I've been thinking about this because, in the process of introducing the fiance to the series, we recently watched the episode "Fool For Love." (Warning: spoilers for a couple of things in that episode lie ahead.) One of my favourites, its genesis lies in Buffy confronting her own mortality. She's doing better than ever in the fight, gets a bit cocky, and then gets staked with her own stake, by "just" a vampire: 

So tell me about the bad guy- or guys. What do you think they were?


How many?


Riley is surprised.

So... what? He was like a super-vampire or something?

No, he was the regular kind. He just beat me.

That ever happen before?

I'm in the best physical shape of my life. I mean, if you're asking how it happened, I don't-

 Buffy desperately wants to find out what went wrong and how she can avoid this mistake from ever happening again. She obsessively scours the Watcher Diaries for answers that she can use, but finds nothing:

You didn't lose last night, Buffy. You just-

Got really close. I slipped up, Giles. I've been training harder than ever and still I... (beat) And there's nothing in any of these books to help me understand why. I mean... look, I realize that every Slayer comes with an expiration mark on the package. But I want mine to be a long time from now. Like a Cheeto. If there were just a few good descriptions of what took out the other Slayers, maybe it would help me to understand my mistake, to keep it from happening again.

Eventually, Buffy turns to Spike for answers. Though we find out how he's killed other Slayers (and a great deal of his origin story), we find out that it boils down to a couple of things. One, that every Slayer has a bit of a death wish, and without ties to the world, it might take over. And the other?

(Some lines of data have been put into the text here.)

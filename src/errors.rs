use std::io;

use thiserror::Error;

#[derive(Debug, Error)]
pub enum AppError {
  #[error("{0}: {1}")]
  Io(&'static str, #[source] io::Error),
  #[error("no such interface: {0}")]
  UnknownInterface(String),
  #[error("packet mode requires an interface (-i)")]
  MissingInterface,
  #[error("results file: {0}")]
  ResultsFile(#[source] io::Error),
  #[error("io_uring: {0}")]
  IoUring(#[source] io::Error),
  #[error("io_uring submission queue full pushing {0} for slot {1}")]
  IoUringFull(&'static str, usize),
}

impl AppError {
  pub(crate) fn last_os(syscall: &'static str) -> Self {
    AppError::Io(syscall, io::Error::last_os_error())
  }
}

[...]we just keep coming. But you can kill a hundred, a thousand, a thousand thousand and the enemies of Hell besides and all we need is for one of us- just one- sooner or later to have the thing we're all hoping for.

And that would be what?

Spike leans in close and whispers in her ear.

One... good... day.

And that's the thing about being a Type 1 diabetic. You fight little battles every day that keep coming up, over and over again.  You may be in the best shape of your life, a line of Buffy's that resonated with me because my latest A1c was better than ever. But there are complications, and things unaccounted for. There are reactions, and, most terrifying, there are lows.

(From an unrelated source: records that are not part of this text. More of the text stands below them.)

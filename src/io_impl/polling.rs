//! Readiness-polled echo loop: poll(2), then receive.

use std::sync::atomic::{AtomicBool, Ordering};
use std::time::Duration;

use crate::echo;
use crate::io_impl::common::EchoSocket;
use crate::io_impl::sys::{poll_in, recvfrom, sendto};
use crate::io_impl::MAX_DATAGRAM;

pub fn run(sock: &EchoSocket, quit: &AtomicBool, timeout: Duration) -> u64 {
  let timeout_ms = timeout.as_millis() as libc::c_int;
  let mut buf = [0u8; MAX_DATAGRAM];
  let mut count = 0u64;
  while !quit.load(Ordering::Relaxed) {
    match unsafe { poll_in(sock.fd(), timeout_ms) } {
      Ok(true) => {}
      Ok(false) => continue,
      Err(e) => {
        eprintln!("{e}");
        break;
      }
    }
    // poll said readable, but another thread on the same socket may have
    // beaten us to the datagram
    let recv = match unsafe { recvfrom(sock.fd(), &mut buf, libc::MSG_DONTWAIT) } {
      Ok(Some(recv)) => recv,
      Ok(None) => continue,
      Err(e) => {
        eprintln!("{e}");
        break;
      }
    };
    let pkt = &mut buf[..recv.recv_size];
    if !echo::plausible(pkt) {
      continue;
    }
    echo::make_echo(pkt);
    if unsafe { sendto(sock.fd(), pkt, &recv.src_addr, recv.src_addr_len) }.is_ok() {
      count += 1;
    }
  }
  count
}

As diabetics, we walk the fine line between secretly believing we're immortal and knowing that we've got this expiration date. In a way, we have more conscious control over what our bodies are doing than anyone else; in another way, we have much less, our bodies being essentially out of control with so many factors to deal with.  Buffy's super strong and quick, but she has to deal with all sorts of violently unpredictable outside forces that most people don't.

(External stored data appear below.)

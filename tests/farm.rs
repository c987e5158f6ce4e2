//! Topology tests that have to cross a process boundary.
//!
//! Forked children can only hand their results back through the shared
//! output descriptor, so these assertions go through a real results file
//! rather than an in-memory callback.

use std::fs;
use std::process;

use dns_echo::farm::{farm, Affinity};
use dns_echo::results::ResultSink;

#[test]
fn forked_farm_reports_every_worker() {
  let path = std::env::temp_dir().join(format!("dns-echo-farm-{}.tsv", process::id()));
  let mut sink = ResultSink::create(Some(&path)).expect("sink");
  sink.start().expect("timestamp");

  farm(
    2,
    3,
    |tid| tid as u64 + 1,
    |fork_idx, tid, count| sink.record(fork_idx, tid, count),
    Affinity::Off,
  );

  let contents = fs::read_to_string(&path).expect("results file");
  fs::remove_file(&path).ok();

  let lines: Vec<&str> = contents.lines().collect();
  assert_eq!(
    lines.len(),
    1 + 6,
    "one timestamp plus one line per worker:\n{contents}"
  );

  let mut seen: Vec<(usize, usize, u64)> = lines[1..]
    .iter()
    .map(|line| {
      let mut fields = line.split('\t');
      (
        fields.next().unwrap().parse().unwrap(),
        fields.next().unwrap().parse().unwrap(),
        fields.next().unwrap().parse().unwrap(),
      )
    })
    .collect();
  seen.sort_unstable();
  assert_eq!(
    seen,
    vec![(0, 0, 1), (0, 1, 2), (0, 2, 3), (1, 0, 1), (1, 1, 2), (1, 2, 3)]
  );
}

#[test]
fn forkless_farm_writes_through_the_same_sink() {
  let path = std::env::temp_dir().join(format!("dns-echo-farm-flat-{}.tsv", process::id()));
  let mut sink = ResultSink::create(Some(&path)).expect("sink");
  sink.start().expect("timestamp");

  farm(
    0,
    2,
    |tid| tid as u64,
    |fork_idx, tid, count| sink.record(fork_idx, tid, count),
    Affinity::Off,
  );

  let contents = fs::read_to_string(&path).expect("results file");
  fs::remove_file(&path).ok();
  let lines: Vec<&str> = contents.lines().collect();
  assert_eq!(lines.len(), 1 + 2);
  assert_eq!(lines[1], "0\t0\t0");
  assert_eq!(lines[2], "0\t1\t1");
}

Whenever I have a frightening day with diabetes, particularly with a bad low, my thought process becomes like Buffy's. What specific thing did I do wrong? How could I have countered that move? How can I stop it from happening again, and become the Cheeto with the long-off expiration date?  It's even worse when I see news stories about Type 1s my age, slightly older, or younger than me, dying in their sleep. These tend to get circulated around the Diabetes Online Community in solidarity, because we're all upset. These become my Watcher Diaries, where I scan them trying to figure out how I'm different somehow. What mistake did this poor kid make? Was this guy a really hard partier? Were there drugs involved? Another condition? Did she stop taking insulin? To understand my impulse, there's no blame involved, just a psychological reaction. Most of the time, there is no specific "mistake" - I'm just like them. Even if there was a "mistake," I've made them all over the years, and I'm still here. And that's not because I'm a special Slayer. There is no "why." All of those people should be here still. And they're not.

Because diabetes slipped in and had One...Good...Day.

That's all diabetes needs to be the last vampire. One good day. The element of chance is a heartbreaker. What Buffy, and what I have to learn, is to see being the Slayer as both a quest with a long haul (the mission, the season-long arc) and with small, individual battles and episodes.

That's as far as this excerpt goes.